L'accueil chaleureux qui m'a été réservé, je le dois autant à Thibaut qu'à sa compagne, Ayşe, elle aussi étudiante. La jeune femme avait mitonné des plats typiques de son pays d'origine, la Turquie: sucuk poêlé, veau sauté à la tomate et aux aromates, boulghour, feuilles de vigne et fromage blanc. Seule note hexagonale: un vin rouge du Roussillon. Nous nous accordons pour fumer ensemble plus tard, après le déjeuner. Mais qu'y aura-t-il dans nos fourneaux ? Patience. Le repas est l'occasion de faire connaissance.

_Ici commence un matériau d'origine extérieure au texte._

//! Per-frame update rules.
//!
//! Every rule is a pure function of the elapsed time and the object's static
//! parameters, so the same `time` always yields the same pose.

use std::time::Instant;

use glam::{Quat, Vec3};

use crate::picking::HoverTarget;
use crate::scene_graph::{Material, Transform};

const LOGO_SWAY_FREQUENCY: f32 = 0.5;
const LOGO_SWAY_ANGLE: f32 = 0.2;
const LOGO_BOB_HEIGHT: f32 = 0.1;

const ORB_FLOAT_HEIGHT: f32 = 0.5;
const ORB_SPIN_SPEED: f32 = 0.5;

const GRID_BASE_OPACITY: f32 = 0.3;
const GRID_OPACITY_SWING: f32 = 0.2;

/// Seconds since the scene was mounted.
pub struct AnimationClock {
    start: Instant,
}

impl AnimationClock {
    pub fn start() -> Self {
        Self {
            start: Instant::now(),
        }
    }

    pub fn elapsed(&self) -> f32 {
        self.start.elapsed().as_secs_f32()
    }
}

/// Pose produced by the logo and orb rules.
#[derive(Debug, Clone, Copy, PartialEq)]
pub struct Pose {
    pub position_y: f32,
    pub rotation_y: f32,
}

pub fn logo_sway(time: f32, base_y: f32) -> Pose {
    let phase = (time * LOGO_SWAY_FREQUENCY).sin();
    Pose {
        position_y: phase * LOGO_BOB_HEIGHT + base_y,
        rotation_y: phase * LOGO_SWAY_ANGLE,
    }
}

/// The base X coordinate offsets the phase so orbs drift out of sync.
pub fn orb_float(time: f32, base: Vec3) -> Pose {
    Pose {
        position_y: base.y + (time + base.x).sin() * ORB_FLOAT_HEIGHT,
        rotation_y: time * ORB_SPIN_SPEED,
    }
}

/// Oscillates within `[0.1, 0.5]`.
pub fn grid_opacity(time: f32) -> f32 {
    GRID_BASE_OPACITY + time.sin() * GRID_OPACITY_SWING
}

/// Read-only inputs shared by all behaviors during one frame.
pub struct FrameContext<'a> {
    pub time: f32,
    pub camera_rotation: Quat,
    pub hovered: Option<&'a str>,
}

#[derive(Debug, Clone, PartialEq)]
pub enum Behavior {
    /// Gentle bob and sway around `base_y`.
    Sway { base_y: f32 },
    /// Floats around `base` and brightens while hovered.
    Float {
        base: Vec3,
        emissive_intensity: f32,
        hovered_emissive_intensity: f32,
    },
    /// Pulses material opacity.
    Pulse,
    /// Copies the camera orientation.
    Billboard,
}

impl Behavior {
    pub fn apply(
        &self,
        ctx: &FrameContext,
        transform: &mut Transform,
        material: &mut Material,
        hover: Option<&HoverTarget>,
    ) {
        match self {
            Behavior::Sway { base_y } => {
                let pose = logo_sway(ctx.time, *base_y);
                transform.set_rotation_y(pose.rotation_y);
                transform.set_translation_y(pose.position_y);
            }
            Behavior::Float {
                base,
                emissive_intensity,
                hovered_emissive_intensity,
            } => {
                let pose = orb_float(ctx.time, *base);
                transform.set_translation_y(pose.position_y);
                transform.set_rotation_y(pose.rotation_y);

                let hovered = match (hover, ctx.hovered) {
                    (Some(target), Some(id)) => target.id == id,
                    _ => false,
                };
                material.emissive_intensity = if hovered {
                    *hovered_emissive_intensity
                } else {
                    *emissive_intensity
                };
            }
            Behavior::Pulse => {
                material.opacity = grid_opacity(ctx.time);
            }
            Behavior::Billboard => {
                transform.set_rotation(ctx.camera_rotation);
            }
        }
    }
}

"Ma première pipe, je l'ai achetée dans un bureau de tabac de Saint-Germain-en-Laye, où j'habitais à l'époque. Je l'ai d'abord bourrée à l'Alsbo Silver, car j'étais attiré par l'odeur qu'il dégageait. Mais ça me faisait tourner la tête et ça me brûlait la langue", se souvient Thibault.
Des débuts difficiles, comme c'est souvent le cas chez les pétuneurs novices. A tel point qu'il a arrêté rapidement la pipe pour revenir... à la cigarette. La "tige" revêt un aspect pratique pour un étudiant pressé et sous pression. Mais, un temps éloigné de la bouffarde, Thibault s'est rapidement senti attiré par les soirées entre fumeurs de pipe, en particulier celles organisées chez Scytale, avec les membres du forum Autour de la pipe. Retour à la pipe, donc, sans pour autant abandonner la cigarette. "La pipe, je veux que ce soit un moment pour moi. Je n'aime pas trop qu'on me regarde dans la rue, et je préfère la fumer dans un coin tranquille".

En peu de temps, notre très probable futur enseignant en lycée a sensiblement élargi son cheptel: il possède actuellement une trentaine de pipes. Quelques Gambier en terre, mais il leur préfère les bruyères. Dans cette catégorie, l'une de ses favorites est une Morel. "Mais j'aime aussi beaucoup ma Savinelli sablée, une Chiara". Curieusement, lorsque je lui fais remarquer que ses lisses chéries auraient peut-être besoin d'un soin à la cire d'abeille et d'un léger lustrage, il me répond qu'il aime bien le bois mat. Soit.

DE PANAME AU BOSPHORE

Concernant les "carburants", Thibaut a bien changé depuis les essais sucrés et entêtants de Saint-Germain. Il adore depuis peu les mélanges à base de latakia. "Mes favoris sont le Dunhill 965 et le Balkan Flake de Samuel Gawith, mais je ne les fume pas à la maison", explique Thibaut tout en lançant un regard complice en direction des yeux de sa douce. Ayşe sourit. Elle aussi fume la pipe, mais de manière occasionnelle. Les senteurs lourdement fumées en provenance de Chypre ou de Syrie ne semblent pas avoir ses faveurs. En revanche, elle ne résiste pas aux charmes d'un parfum venu du gemmage nord-américain.
Il est d'ailleurs temps de quitter la table et de s'installer côté salon. Mon hôtesse sort une longue pipe féminine et ouvre une petite boîte dans laquelle elle a conservé du Maple Street, en provenance du Canada. Un aromatique léger. 
"'Attends, j'ai autre chose pour nous", déclare Thibaut à mon intention.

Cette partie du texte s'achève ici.